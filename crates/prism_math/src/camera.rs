use crate::{DVec2, DVec3};

/// Pinhole camera parameters.
#[derive(Debug, Clone, Copy, PartialEq)]
pub struct Camera {
    pub position: DVec3,
    /// Point the camera looks at
    pub center: DVec3,
    pub up: DVec3,
    /// Vertical field of view in degrees
    pub fov_y: f64,
    /// Viewport width / height
    pub aspect: f64,
    pub z_near: f64,
    pub z_far: f64,
}

/// Orthonormal camera frame.
#[derive(Debug, Clone, Copy, PartialEq)]
pub struct CameraBasis {
    pub forward: DVec3,
    pub right: DVec3,
    pub up: DVec3,
}

impl Default for Camera {
    fn default() -> Self {
        Self {
            position: DVec3::ZERO,
            center: DVec3::Z,
            up: DVec3::Y,
            fov_y: 45.0,
            aspect: 1.0,
            z_near: 1.0,
            z_far: 10000.0,
        }
    }
}

impl Camera {
    /// Orthonormal (forward, right, up) frame. `up` is re-derived so it is
    /// exactly perpendicular to `forward` even if the given up vector is not.
    pub fn basis(&self) -> CameraBasis {
        let forward = (self.center - self.position).normalize();
        let right = forward.cross(self.up).normalize();
        let up = right.cross(forward);
        CameraBasis { forward, right, up }
    }

    /// Half width and half height of the image plane at unit distance.
    pub fn viewport_half_extents(&self) -> DVec2 {
        let half_height = (self.fov_y.to_radians() / 2.0).tan();
        DVec2::new(half_height * self.aspect, half_height)
    }

    /// Map a depth in `[z_near, z_far]` to `[0, 1]`.
    pub fn normalize_depth(&self, z: f64) -> f64 {
        (z - self.z_near) / (self.z_far - self.z_near)
    }
}
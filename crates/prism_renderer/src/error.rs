//! Scene configuration errors, detected before rendering starts.

use prism_core::MeshError;
use prism_math::MathError;
use thiserror::Error;

#[derive(Error, Debug)]
pub enum SceneError {
    #[error("Object {object} references undefined material '{name}'")]
    MissingMaterial { object: usize, name: String },

    #[error("Object {object}: {reason}")]
    InvalidShape { object: usize, reason: String },

    #[error("Object {object} mesh: {source}")]
    Mesh {
        object: usize,
        #[source]
        source: MeshError,
    },

    #[error("Object {object}: {source}")]
    Math {
        object: usize,
        #[source]
        source: MathError,
    },

    #[error("Material '{name}': {reason}")]
    InvalidMaterial { name: String, reason: String },

    #[error("Invalid render settings: {0}")]
    InvalidSettings(String),
}

pub type SceneResult<T> = Result<T, SceneError>;

/// Why an `Object` could not be placed in the world.
#[derive(Error, Debug)]
pub enum ObjectError {
    #[error(transparent)]
    Math(#[from] MathError),

    #[error(transparent)]
    Mesh(#[from] MeshError),
}

pub type ObjectResult<T> = Result<T, ObjectError>;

****

• [Work instructions]: Reproducing the whole listing above is not the task. Copy exactly only the lines from the one with "pub struct CameraBasis" to the one with "pub enum ObjectError", both kept.

• [Solution to this exercise]:
pub struct CameraBasis {
    pub forward: DVec3,
    pub right: DVec3,
    pub up: DVec3,
}

impl Default for Camera {
    fn default() -> Self {
        Self {
            position: DVec3::ZERO,
            center: DVec3::Z,
            up: DVec3::Y,
            fov_y: 45.0,
            aspect: 1.0,
            z_near: 1.0,
            z_far: 10000.0,
        }
    }
}

impl Camera {
    /// Orthonormal (forward, right, up) frame. `up` is re-derived so it is
    /// exactly perpendicular to `forward` even if the given up vector is not.
    pub fn basis(&self) -> CameraBasis {
        let forward = (self.center - self.position).normalize();
        let right = forward.cross(self.up).normalize();
        let up = right.cross(forward);
        CameraBasis { forward, right, up }
    }

    /// Half width and half height of the image plane at unit distance.
    pub fn viewport_half_extents(&self) -> DVec2 {
        let half_height = (self.fov_y.to_radians() / 2.0).tan();
        DVec2::new(half_height * self.aspect, half_height)
    }

    /// Map a depth in `[z_near, z_far]` to `[0, 1]`.
    pub fn normalize_depth(&self, z: f64) -> f64 {
        (z - self.z_near) / (self.z_far - self.z_near)
    }
}
filename crates/prism_renderer/src/error.rs
//! Scene configuration errors, detected before rendering starts.

use prism_core::MeshError;
use prism_math::MathError;
use thiserror::Error;

#[derive(Error, Debug)]
pub enum SceneError {
    #[error("Object {object} references undefined material '{name}'")]
    MissingMaterial { object: usize, name: String },

    #[error("Object {object}: {reason}")]
    InvalidShape { object: usize, reason: String },

    #[error("Object {object} mesh: {source}")]
    Mesh {
        object: usize,
        #[source]
        source: MeshError,
    },

    #[error("Object {object}: {source}")]
    Math {
        object: usize,
        #[source]
        source: MathError,
    },

    #[error("Material '{name}': {reason}")]
    InvalidMaterial { name: String, reason: String },

    #[error("Invalid render settings: {0}")]
    InvalidSettings(String),
}

pub type SceneResult<T> = Result<T, SceneError>;

/// Why an `Object` could not be placed in the world.
#[derive(Error, Debug)]
pub enum ObjectError {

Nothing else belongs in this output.